Action of Reactive Oxygen Species in the Antifungal Mechanism of Gemini-pyridinium Salts Against Yeast

• Published in: Biocontrol Science Vol. 17; no. 2; pp. 77 - 82
• Main Authors: SHIRAI, AKIHIRO, UETA, SHOUKO, MASEDA, HIDEAKI, KOURAI, HIROKI, OMASA, TAKESHI
• Format: Journal Article
• Language: English
• Published: Japan The Society for Antibacterial and Antifungal Agents, Japan 2012; Japan Science and Technology Agency
• Subjects: Aerobic conditions; Aerobiosis; Anaerobic conditions; Anaerobiosis; Antifungal activity; Antifungal Agents - pharmacology; Antimicrobial activity; Antimicrobial agents; Biological control; Candida albicans; Candida albicans - drug effects; Candida albicans - metabolism; Catalase; Cell Membrane - drug effects; Cell Membrane - metabolism; Cell Respiration - drug effects; Cell survival; Cell Wall - drug effects; Cell Wall - metabolism; Chloride; Drug Synergism; Free Radical Scavengers - pharmacology; Fungicidal activity; Gemini-pyridinium salt; Ions; Leakage; Magnesium; Microbial Sensitivity Tests; Nitrogen; Oxidative stress; Oxidative Stress - drug effects; potassium iodide; pyridinium; Pyridinium Compounds - pharmacology; Quaternary Ammonium Compounds - pharmacology; Reactive oxygen species; Reactive Oxygen Species - pharmacology; Saccharomyces cerevisiae; Saccharomyces cerevisiae - drug effects; Saccharomyces cerevisiae - metabolism; Salts; Superoxide dismutase; Time Factors; Yeast
• ISSN: 1342-4815; 1884-0205
• DOI: 10.4265/bio.17.77

We previously found that the gemini quaternary salt (gemini-QUAT) containing two pyridinium residues per molecule, 3,3'- (2,7-dioxaoctane) bis (1-decylpyridinium bromide) (3DOBP-4,10) , exerted fungicidal activity against Saccharomyces cerevisiae and caused respiration inhibition and the cytoplasmic leakage of ATP, magnesium, and potassium ions.
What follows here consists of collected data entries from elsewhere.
impl ForwardModel for RegionalLaplaceModel {
    fn check(&self, controls: &ControlSet, problem: &ForwardProblem) -> Result<()> {
        let ndatapts = problem.ndatapts();
        if controls.len() != ndatapts {
            return Err(TmaxError::Configuration(format!(
                "{} control fields for {} timepoints",
                controls.len(),
                ndatapts
            ))
            .into());
        }

        let layout = controls.layout();
        let ncells = problem.geometry.ncells();
        if layout.local != layout.global || layout.global != ncells {
            return Err(TmaxError::Configuration(format!(
                "control fields hold {} of {} values but the mesh has {} cells",
                layout.local, layout.global, ncells
            ))
            .into());
        }

        let nregions = problem.geometry.regions().len();
        if let Some(strain) = problem.targets.strain() {
            if strain.nregions() != nregions {
                return Err(TmaxError::Configuration(format!(
                    "strain targets have {} rows but the mesh has {} regions",
                    strain.nregions(),
                    nregions
                ))
                .into());
            }
        }

        let vref = Self::reference_volume(problem);
        if !(vref > 0.0) || problem.targets.lvv().iter().any(|&v| !(v > 0.0)) {
            return Err(TmaxError::Configuration(
                "cavity volumes must be positive".to_string(),
            )
            .into());
        }
        if !(problem.simulation.material.wall_ratio > 0.0) {
            return Err(
                TmaxError::Configuration("wall_ratio must be positive".to_string()).into(),
            );
        }
        Ok(())
    }

    fn solve(
        &self,
        controls: &ControlSet,
        problem: &ForwardProblem,
        ctx: &mut DiffContext,
    ) -> Result<ForwardSolution> {
        self.check(controls, problem)?;

        let settings = &problem.simulation;
        let material = Material::from(&settings.material);
        let targets = &problem.targets;
        let ndatapts = targets.ndatapts();
        let regions = Arc::new(problem.geometry.regions().clone());
        let nregions = regions.len();
        let projections = problem.geometry.fiber_projections();
        let vref = Self::reference_volume(problem);

        let tension: Vec<Vec<f64>> = controls
            .iter()
            .map(|field| regions.mean(field.values()).to_vec())
            .collect();

        let strain_targets = if settings.k_str != 0.0 {
            targets.strain()
        } else {
            None
        };

        let mut state = Equilibrium::reference(nregions);
        let mut trace = SimulationTrace::zeros(ndatapts, nregions);
        let mut objective = 0.0;
        let mut start_ratio = 1.0;
        let mut start_tension = vec![0.0; nregions];

        for p in 0..ndatapts {
            let target_ratio = targets.lvv()[p] / vref;
            let nsteps = if p == 0 {
                settings.n_load_steps
            } else {
                settings.n_intermediate_steps
            }
            .max(1);

            let mut iterations = 0;
            let mut step_tension = vec![0.0; nregions];
            for s in 1..=nsteps {
                let frac = s as f64 / nsteps as f64;
                let ratio = start_ratio + frac * (target_ratio - start_ratio);
                for (t, (t0, t1)) in step_tension
                    .iter_mut()
                    .zip(start_tension.iter().zip(tension[p].iter()))
                {
                    *t = t0 + frac * (t1 - t0);
                }
                iterations += material.equilibrate(ratio, &step_tension, &mut state, p, settings)?;
            }
            tracing::trace!(
                "Timepoint {} reached in {} steps, {} Newton iterations",
                p,
                nsteps,
                iterations
            );

            // Loss and its partial derivatives at the converged state
            let pressure_mmhg = PA_TO_MMHG * state.pressure;
            let mismatch = pressure_mmhg - targets.lvp()[p];
            let mut contribution = settings.k_lvp * mismatch * mismatch;
            let d_pressure = 2.0 * settings.k_lvp * mismatch * PA_TO_MMHG;
            let mut d_stretch = vec![0.0; nregions];

            for (r, &stretch) in state.stretch.iter().enumerate() {
                let (cc, ll) = projections[r];
                let fiber = green_strain(stretch);
                let ecc = fiber * cc;
                let ell = fiber * ll;
                trace.ecc[[r, p]] = ecc;
                trace.ell[[r, p]] = ell;
                trace.err[[r, p]] = -(ecc + ell);

                if let Some(strain) = strain_targets {
                    let dc = ecc - strain.ecc()[[r, p]];
                    let dl = ell - strain.ell()[[r, p]];
                    contribution +=
                        settings.k_str * (settings.k_ecc * dc * dc + settings.k_ell * dl * dl);
                    d_stretch[r] = settings.k_str
                        * (2.0 * settings.k_ecc * dc * cc + 2.0 * settings.k_ell * dl * ll)
                        * stretch;
                }
            }
            trace.lvp[p] = pressure_mmhg;
            trace.lvv[p] = target_ratio * vref;
            objective += contribution;

            let linearization = material.linearize(target_ratio, &tension[p], &state);
            let wall_ratio = material.wall_ratio;
            let shared = regions.clone();
            ctx.record(move || {
                Box::new(EquilibriumBlock {
                    timepoint: p,
                    contribution,
                    wall_ratio,
                    linearization,
                    d_stretch,
                    d_pressure,
                    regions: shared,
                }) as Box<dyn Block>
            });

            start_ratio = target_ratio;
            start_tension.clone_from(&tension[p]);
        }

        trace.controls = controls.iter().map(|f| f.values().clone()).collect();

        if settings.k_reg != 0.0 && ndatapts > 1 {
            let global_len = controls.layout().global.max(1) as f64;
            let differences: Vec<Array1<f64>> = controls
                .fields()
                .windows(2)
                .map(|pair| pair[1].values() - pair[0].values())
                .collect();
            let regularization = TemporalRegularization {
                weight: settings.k_reg,
                global_len,
                differences,
            };
            objective += regularization.contribution();
            ctx.record(move || Box::new(regularization) as Box<dyn Block>);
        }

        Ok(ForwardSolution {
            state: state.to_state(),
            objective,
            trace,
        })
    }
}

#[cfg(test)]
mod tests {
    use super::*;
    use crate::structs::control::{ControlBounds, FieldLayout};
    use crate::structs::geometry::Geometry;
    use crate::structs::targets::TargetSeries;
    use ndarray::{array, Array2};

    fn settings() -> SimulationSettings {
        SimulationSettings {
            n_load_steps: 4,
            n_intermediate_steps: 3,
            abs_tol: 1e-9,
            rel_tol: 1e-12,
            k_lvp: 1.0,
            k_str: 1e3,
            k_ecc: 1.0,
            k_ell: 0.5,
            k_reg: 1e-6,
            ..SimulationSettings::default()
        }
    }

    fn problem(simulation: SimulationSettings) -> ForwardProblem {
        let targets = TargetSeries::new(
            array![10.0, 80.0, 100.0],
            array![120.0, 100.0, 70.0],
            Some(array![[0.0, -0.05, -0.12], [0.0, -0.04, -0.10]]),
            Some(array![[0.0, -0.03, -0.08], [0.0, -0.02, -0.09]]),
        )
        .unwrap();
        let geometry = Geometry::idealized(4, 2, 60.0).unwrap();
        ForwardProblem::new(targets, geometry, simulation)
    }

    fn controls(values: &[f64]) -> ControlSet {
        let mut set = ControlSet::init(
            3,
            FieldLayout::serial(4),
            0.0,
            ControlBounds::new(0.0, 1e6).unwrap(),
            None,
        )
        .unwrap();
        set.assign(values).unwrap();
        set
    }

    fn values() -> Vec<f64> {
        vec![
            1.5e3, 2.5e3, 1.0e3, 2.0e3, //
            2.0e4, 3.5e4, 2.5e4, 3.0e4, //
            4.0e4, 5.0e4, 3.0e4, 4.5e4,
        ]
    }

    #[test]
    fn uniform_tension_gives_uniform_stretch() {
        let mut simulation = settings();
        simulation.k_str = 0.0;
        simulation.k_reg = 0.0;
        let problem = problem(simulation.clone());
        let set = controls(&[3e4; 12]);
        let solution = RegionalLaplaceModel
            .solve(&set, &problem, &mut DiffContext::disabled())
            .unwrap();

        let material = Material::from(&simulation.material);
        let stretch = (70.0f64 / 120.0).cbrt();
        assert!((solution.state[0] - stretch).abs() < 1e-10);
        assert!((solution.state[1] - stretch).abs() < 1e-10);

        let (stress, _) = material.passive(stretch);
        let (act, _) = material.activation(stretch);
        let pressure = (stress + 3e4 * act) / material.wall_ratio;
        assert!((solution.state[2] - pressure).abs() < 1e-6 * pressure);
        assert!((solution.trace.lvp[2] - PA_TO_MMHG * pressure).abs() < 1e-6);
    }

    #[test]
    fn tape_gradient_matches_finite_differences() {
        let problem = problem(settings());
        let x = values();

        let mut ctx = DiffContext::annotate();
        let solution = RegionalLaplaceModel
            .solve(&controls(&x), &problem, &mut ctx)
            .unwrap();
        let tape = ctx.into_tape().unwrap();
        assert!((tape.functional() - solution.objective).abs() < 1e-9 * solution.objective);

        let grad: Vec<f64> = tape
            .gradient(&[4, 4, 4])
            .unwrap()
            .into_iter()
            .flat_map(|g| g.to_vec())
            .collect();

        let objective = |x: &[f64]| {
            RegionalLaplaceModel
                .solve(&controls(x), &problem, &mut DiffContext::disabled())
                .unwrap()
                .objective
        };
        let h = 1.0;
        for i in 0..x.len() {
            let mut plus = x.clone();
            let mut minus = x.clone();
            plus[i] += h;
            minus[i] -= h;
            let fd = (objective(&plus) - objective(&minus)) / (2.0 * h);
            assert!(
                (fd - grad[i]).abs() <= 1e-5 * fd.abs().max(1e-3),
                "component {}: adjoint {} vs finite difference {}",
                i,
                grad[i],
                fd
            );
        }
    }

    #[test]
    fn disabled_context_gives_identical_trace() {
        let problem = problem(settings());
        let set = controls(&values());
        let mut ctx = DiffContext::annotate();
        let annotated = RegionalLaplaceModel.solve(&set, &problem, &mut ctx).unwrap();
        let plain = RegionalLaplaceModel
            .solve(&set, &problem, &mut DiffContext::disabled())
            .unwrap();
        assert_eq!(annotated.trace, plain.trace);
        assert_eq!(annotated.objective, plain.objective);
        assert_eq!(ctx.tape().map(|t| t.len()), Some(4));
    }

    #[test]
    fn newton_failure_is_a_convergence_error() {
        let mut simulation = settings();
        simulation.max_newton_iter = 0;
        let problem = problem(simulation);
        let err = RegionalLaplaceModel
            .solve(&controls(&values()), &problem, &mut DiffContext::disabled())
            .unwrap_err();
        assert!(matches!(
            err.downcast_ref::<TmaxError>(),
            Some(TmaxError::Convergence { timepoint: 0, .. })
        ));
    }

    #[test]
    fn strain_rows_must_match_regions() {
        let targets = TargetSeries::new(
            array![10.0, 80.0, 100.0],
            array![120.0, 100.0, 70.0],
            Some(Array2::zeros((3, 3))),
            Some(Array2::zeros((3, 3))),
        )
        .unwrap();
        let problem = ForwardProblem::new(
            targets,
            Geometry::idealized(4, 2, 60.0).unwrap(),
            settings(),
        );
        let err = RegionalLaplaceModel
            .check(&controls(&values()), &problem)
            .unwrap_err();
        assert!(matches!(
            err.downcast_ref::<TmaxError>(),
            Some(TmaxError::Configuration(_))
        ));
    }
}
Here, we investigated how the gemini-QUAT, 3DOBP-4,10, exerts more powerful antimicrobial activity than the mono-QUAT N-cetylpyridinium chloride (CPC) and examined the association between reactive oxygen species (ROS) and the antimicrobial mechanism. Antifungal assays showed that the activity of 3DOBP-4,10 against two yeasts, S. cerevisiae and Candida albicans, was significantly elevated under aerobic conditions, and largely reduced under anaerobic conditions (nitrogen atmosphere) . Adding radical scavengers such as superoxide dismutase, catalase and potassium iodide (KI) also decreased the fungicidal activity of 3DOBP-4,10 but negligibly affected that of CPC. We measured survival under static conditions and found that the rapid fungicidal profile of 3DOBP-4,10 was lost, whereas that of CPC was slightly affected in the presence of KI. Our results suggest that 3DOBP-4,10 exerts powerful antimicrobial activity by penetrating the cell wall and membrane, which then allows oxygen to enter the cells, where it participates in the generation of intracellular ROS. The activity could thus be attributable to a synergic antimicrobial combination of the disruption of organelle membranes by the QUAT and oxidative stress imposed by ROS.